Have you ever looked a gift horse in the mouth? How about a horse you paid good money for? You should, because it is the only way to find and correct dental problems. It is often difficult to look inside your horse's mouth. They often resent you trying to open their mouth and inserting a flashlight. The examination can be difficult, and even dangerous, not to mention the actual dental work that is needed.

A thorough and knowledgeable veterinarian or equine dental technician should inspect the horse's teeth and oral cavity. It is amazing what abnormalities can be found. All horses should be checked for dental problems before being put in training. Many trainers know they can avoid trouble and make training easier if there are no dental problems or have them corrected before beginning.

Dental problems can manifest themselves in many ways. Common signs due to dental abnormalities can include: quidding hay (dropping partially chewed balls of hay); loss of weight; a bad odor from the mouth; trouble chewing (turning the head on an angle or up to one side when eating); dropping grain; abnormal chewing motion; resisting placing the bit into the mouth (sharp canines?); resisting bit contact (head tossing, trouble bending, traveling and jumping hollow); passing whole, uncrushed grain in manure; sour attitude; tail wringing; a chronic discharge from one nostril; a swelling on the jaw or the face.

Teeth problems occur when sharp edges and points develop due to normal or abnormal wear patterns. Horses are born with only their upper and lower central incisors and twelve premolars (cheek teeth).
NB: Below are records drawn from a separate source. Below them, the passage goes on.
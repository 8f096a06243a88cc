//! Error types for frame range operations

use std::fmt;

use serde::{Deserialize, Serialize};

use crate::range::FrameRange;

/// Which of the two inputs of a binary operation an error refers to.
#[derive(Copy, Clone, Debug, PartialEq, Eq, Hash, Serialize, Deserialize)]
#[serde(rename_all = "snake_case")]
pub enum Side {
    First,
    Second,
}

impl fmt::Display for Side {
    fn fmt(&self, f: &mut fmt::Formatter<'_>) -> fmt::Result {
        match self {
            Side::First => f.write_str("first"),
            Side::Second => f.write_str("second"),
        }
    }
}

/// Contract violations reported by the frame math.
///
/// These are caller bugs rather than runtime conditions: nothing is coerced,
/// and no partial output is produced.
#[derive(thiserror::Error, Debug, Clone, PartialEq)]
#[non_exhaustive]
pub enum FrameError {
    /// `start` is after `end`
    #[error("inverted frame range: start {start} is after end {end}")]
    InvertedRange { start: i32, end: i32 },

    /// Per-frame data does not cover its range exactly
    #[error("{side} data has {actual} samples but range {range} spans {expected} frames")]
    LengthMismatch {
        side: Side,
        range: FrameRange,
        expected: usize,
        actual: usize,
    },

    /// A wedge needs at least one sample
    #[error("wedge sample count must be positive, got {count}")]
    InvalidSampleCount { count: usize },

    /// Wedge bounds must be finite numbers
    #[error("wedge bound must be finite, got {value}")]
    NonFiniteBound { value: f64 },

    /// A normalized endpoint left the 32-bit frame domain
    #[error("normalized frame {value} does not fit in a 32-bit frame number")]
    FrameOverflow { value: i64 },
}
The rest of the deciduous incisors (baby teeth) erupt and come into use over their first nine months. Horses gain twelve additional permanent molars from one to three and a half years of age. They also shed and replace all of their deciduous teeth by four years of age. Shedding deciduous teeth (caps) often cause discomfort. Pulling these loose or impacted caps often helps a great deal. Meanwhile, a horse's teeth are very slowly and constantly erupting (growing out), like a beaver's teeth, and continue to do so throughout their life until they may finally fall out at 25 plus years. This eruption is kept in balance in the normal horse by wear on the teeth by grinding food, and contact with the opposing tooth. Problems arise when a tooth fails to develop and allows the opposing tooth to over grow into the dental gap. This overgrown tooth can interfere with mastication, and cause pain if it reaches the opposite gum. Hooks develop on the first and last cheek teeth when they are not in one hundred percent opposition. These hooks can lacerate the cheeks and gums. They can be removed by cutting or filing (see photos-Dr. Hyde works with Equine Dental Technician Dennis Lynch from Potomac, MD to cut the large hooks present on this horse). Today these larger hooks are often removed by use of a motorized rotary burr while the horse is sedated.

Even horses with properly aligned teeth will develop numerous sharp points along their grinding cheek teeth. Removing these points with a file is called floating. Floating is done routinely every six months to a year to allow the horse more comfort, and to prevent check and tongue lacerations. Horses can abscess teeth that crack, or loosen with advanced age.

Equine dentistry is often neglected and the horses suffer, and riders or trainers have more difficulty than necessary when riding. Equine dentistry is a physically and mentally demanding profession. Many horses can have routine dental exams and maintenance work done without sedation. Some uncooperative patients, and painful procedures necessitate sedation. Equine dental technicians can often provide routine maintenance and sometimes work with veterinarians on difficult cases that require sedation, antibiotics, radiographs, or surgery. Let us remember to call our horse's dentist, and to appreciate their hard work.

NOTE: The American School of Equine Dentistry is a private school.